Sciencemadness Discussion Board

Elephant's Toothpaste Variations

ScienceHideout - 28-6-2013 at 05:38

Hey everyone- long time no see!

To increase general interest and awareness in chemistry, I will be doing different experiments at this year's Maker Faire Detroit! I have a bunch of really cool demonstrations planned, including the Formaldehyde clock reaction and the Briggs-Rauscher reaction, I got a periodic table shower curtain for a backdrop, and I am ordering goodies to give away!
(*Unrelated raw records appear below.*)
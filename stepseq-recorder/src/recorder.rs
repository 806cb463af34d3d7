//! Rotating, pruning sample recorder.
//!
//! Each file holds at most `max_samples_per_file` records; exceeding the
//! limit finishes the gzip stream and starts a fresh timestamped file.
//! Rotation also prunes the oldest files so no more than
//! `max_file_count` remain on disk.

use crate::config::RecorderConfig;
use crate::error::RecorderError;
use crate::sample::{TickSample, INTERFACE_VERSION};
use flate2::write::GzEncoder;
use flate2::Compression;
use std::fs::{File, OpenOptions};
use std::io::{BufWriter, ErrorKind, Write};
use std::path::PathBuf;

/// File extension for recorded sample files.
pub const FILE_EXTENSION: &str = ".stsq.gz";

/// Writes tick samples to rotating compressed files.
pub struct Recorder {
    config: RecorderConfig,
    writer: Option<GzEncoder<BufWriter<File>>>,
    samples_in_file: u64,
    next_seq: u32,
}

impl Recorder {
    /// Opens the recorder, creating the directory and the first file.
    /// A disabled recorder opens nothing and drops all samples.
    pub fn open(config: RecorderConfig) -> Result<Self, RecorderError> {
        let mut recorder = Self {
            config,
            writer: None,
            samples_in_file: 0,
            next_seq: 0,
        };

        if !recorder.config.enabled {
            tracing::info!("recorder disabled");
            return Ok(recorder);
        }

        std::fs::create_dir_all(&recorder.config.directory)?;
        recorder.rotate()?;
        Ok(recorder)
    }

    /// Appends one sample, rotating first if the current file is full.
    pub fn record(&mut self, sample: &TickSample) -> Result<(), RecorderError> {
        if !self.config.enabled {
            return Ok(());
        }

        if self.samples_in_file >= self.config.max_samples_per_file {
            self.rotate()?;
        }

        // rotate() always leaves a writer behind when enabled.
        let writer = self.writer.as_mut().ok_or_else(|| RecorderError::Corrupt {
            reason: "recorder has no open file".to_string(),
        })?;
        writer.write_all(&sample.encode())?;
        self.samples_in_file += 1;
        Ok(())
    }

    /// Flushes buffered data to the current file.
    pub fn flush(&mut self) -> Result<(), RecorderError> {
        if let Some(writer) = self.writer.as_mut() {
            writer.flush()?;
        }
        Ok(())
    }

    /// Finishes the gzip stream and closes the recorder.
    pub fn finish(mut self) -> Result<(), RecorderError> {
        self.close_current()
    }

    fn close_current(&mut self) -> Result<(), RecorderError> {
        if let Some(writer) = self.writer.take() {
            writer.finish()?.flush()?;
        }
        Ok(())
    }

    fn rotate(&mut self) -> Result<(), RecorderError> {
        self.close_current()?;
        self.prune_old_files()?;

        let path = self.next_file_path()?;
        tracing::debug!(path = %path.display(), "recorder file opened");

        let file = OpenOptions::new().create_new(true).write(true).open(&path)?;
        let mut writer = GzEncoder::new(BufWriter::new(file), Compression::default());
        writer.write_all(&INTERFACE_VERSION.to_le_bytes())?;

        self.writer = Some(writer);
        self.samples_in_file = 0;
        Ok(())
    }

    /// Picks a fresh timestamped file name. Rotations within the same
    /// second are disambiguated by a sequence suffix that only moves
    /// forward, so name order stays age order even after pruning.
    fn next_file_path(&mut self) -> Result<PathBuf, RecorderError> {
        let stamp = chrono::Local::now().format("%Y-%m-%d-%H-%M-%S");
        for seq in self.next_seq.. {
            let candidate = self
                .config
                .directory
                .join(format!("{stamp}-{seq:03}{FILE_EXTENSION}"));
            match candidate.symlink_metadata() {
                Err(e) if e.kind() == ErrorKind::NotFound => {
                    self.next_seq = seq + 1;
                    return Ok(candidate);
                }
                Err(e) => return Err(e.into()),
                Ok(_) => continue,
            }
        }
        unreachable!("sequence space exhausted")
    }

    /// Deletes the oldest files until a slot is free for the next one.
    /// File names sort chronologically, so lexicographic order is age
    /// order.
    fn prune_old_files(&self) -> Result<(), RecorderError> {
        if self.config.max_file_count == 0 {
            return Ok(());
        }

        let mut files = self.list_files()?;
        files.sort();

        while files.len() >= self.config.max_file_count {
            let oldest = files.remove(0);
            tracing::debug!(path = %oldest.display(), "pruning old recorder file");
            std::fs::remove_file(&oldest)?;
        }
        Ok(())
    }

    fn list_files(&self) -> Result<Vec<PathBuf>, RecorderError> {
        let mut files = Vec::new();
        for entry in std::fs::read_dir(&self.config.directory)? {
            let entry = entry?;
            let name = entry.file_name();
            if name.to_string_lossy().ends_with(FILE_EXTENSION) {
                files.push(entry.path());
            }
        }
        Ok(files)
    }
}

impl Drop for Recorder {
    fn drop(&mut self) {
        if let Err(e) = self.close_current() {
            tracing::warn!(error = %e, "failed to finish recorder file");
        }
    }
}

#[cfg(test)]
mod tests {
    use super::*;
    use crate::sample::SampleReader;
    use tempfile::TempDir;

    fn test_config(dir: &TempDir, max_samples: u64, max_files: usize) -> RecorderConfig {
        RecorderConfig {
            enabled: true,
            directory: dir.path().to_path_buf(),
            max_samples_per_file: max_samples,
            max_file_count: max_files,
        }
    }

    fn sample(n: u64) -> TickSample {
        TickSample {
            elapsed_ms: n * 100,
            procedure_id: 7,
            step_index: n as u32,
            step_id: n as u32 * 10,
            progress: n as f64 / 10.0,
        }
    }

    fn list_sorted(dir: &TempDir) -> Vec<PathBuf> {
        let mut files: Vec<_> = std::fs::read_dir(dir.path())
            .unwrap()
            .map(|e| e.unwrap().path())
            .collect();
        files.sort();
        files
    }

    #[test]
    fn test_write_and_read_back() {
        let dir = TempDir::new().unwrap();
        let recorder_config = test_config(&dir, 100, 5);
        let mut recorder = Recorder::open(recorder_config).unwrap();

        for n in 0..10 {
            recorder.record(&sample(n)).unwrap();
        }
        recorder.finish().unwrap();

        let files = list_sorted(&dir);
        assert_eq!(files.len(), 1);

        let mut reader = SampleReader::open(&files[0]).unwrap();
        let samples = reader.read_all().unwrap();
        assert_eq!(samples.len(), 10);
        assert_eq!(samples[3], sample(3));
    }

    #[test]
    fn test_rotation_and_pruning() {
        let dir = TempDir::new().unwrap();
        // 3 samples per file, keep at most 2 files.
        let mut recorder = Recorder::open(test_config(&dir, 3, 2)).unwrap();

        for n in 0..10 {
            recorder.record(&sample(n)).unwrap();
        }
        recorder.finish().unwrap();

        // 10 samples span 4 files, pruned down to the cap.
        let files = list_sorted(&dir);
        assert_eq!(files.len(), 2);

        // The newest file holds the final sample.
        let mut reader = SampleReader::open(files.last().unwrap()).unwrap();
        let samples = reader.read_all().unwrap();
        assert_eq!(samples.last().unwrap(), &sample(9));
    }

    #[test]
    fn test_disabled_recorder_writes_nothing() {
        let dir = TempDir::new().unwrap();
        let mut config = test_config(&dir, 3, 2);
        config.enabled = false;
        let mut recorder = Recorder::open(config).unwrap();

        recorder.record(&sample(1)).unwrap();
        recorder.finish().unwrap();

        assert!(list_sorted(&dir).is_empty());
    }

    #[test]
    fn test_version_mismatch_detected() {
        let dir = TempDir::new().unwrap();
        let path = dir.path().join(format!("bogus{FILE_EXTENSION}"));
        let file = File::create(&path).unwrap();
        let mut writer = GzEncoder::new(BufWriter::new(file), Compression::default());
        writer.write_all(&999u64.to_le_bytes()).unwrap();
        writer.finish().unwrap().flush().unwrap();

        let result = SampleReader::open(&path);
        assert!(matches!(
            result,
            Err(RecorderError::VersionMismatch { actual: 999, .. })
        ));
    }
}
Anyways, I want to do elephant toothpaste as one of my demonstrations. I have plenty of H2O2. I am sure that everyone can see where the problem comes in- KI is very expensive because of those radioactive nuts that drove up the price. I have ~50g I2, but I don't want to waste that making more KI. Right now I only have 35g, and it is much too expensive to throw in peroxide.

Anyways- I know that you can do this reaction with MnO2, yeast, and iron oxide. They just don't give the same effect, though! Does anyone have any good and cheap variations to this fun experiment?

Thanks,
SciHide

sargent1015 - 28-6-2013 at 05:51

You can dilute your KI, but it tends to slow the reaction down. That is what we do at my university, still cool and foamy, just not as quite spectacular.

bbartlog - 28-6-2013 at 05:54

I recall doing this by mixing H2O2 35%, detergent, and CuSO4, and then adding NaOH dissolved in some water. I've also seen claims that K2SO4 will catalyze the decomposition, but I tried that and as far as I can tell it doesn't work.

ScienceHideout - 28-6-2013 at 08:46

I will be sure to look at the copper one, that sounds quite interesting. Is the reaction pretty good and fast?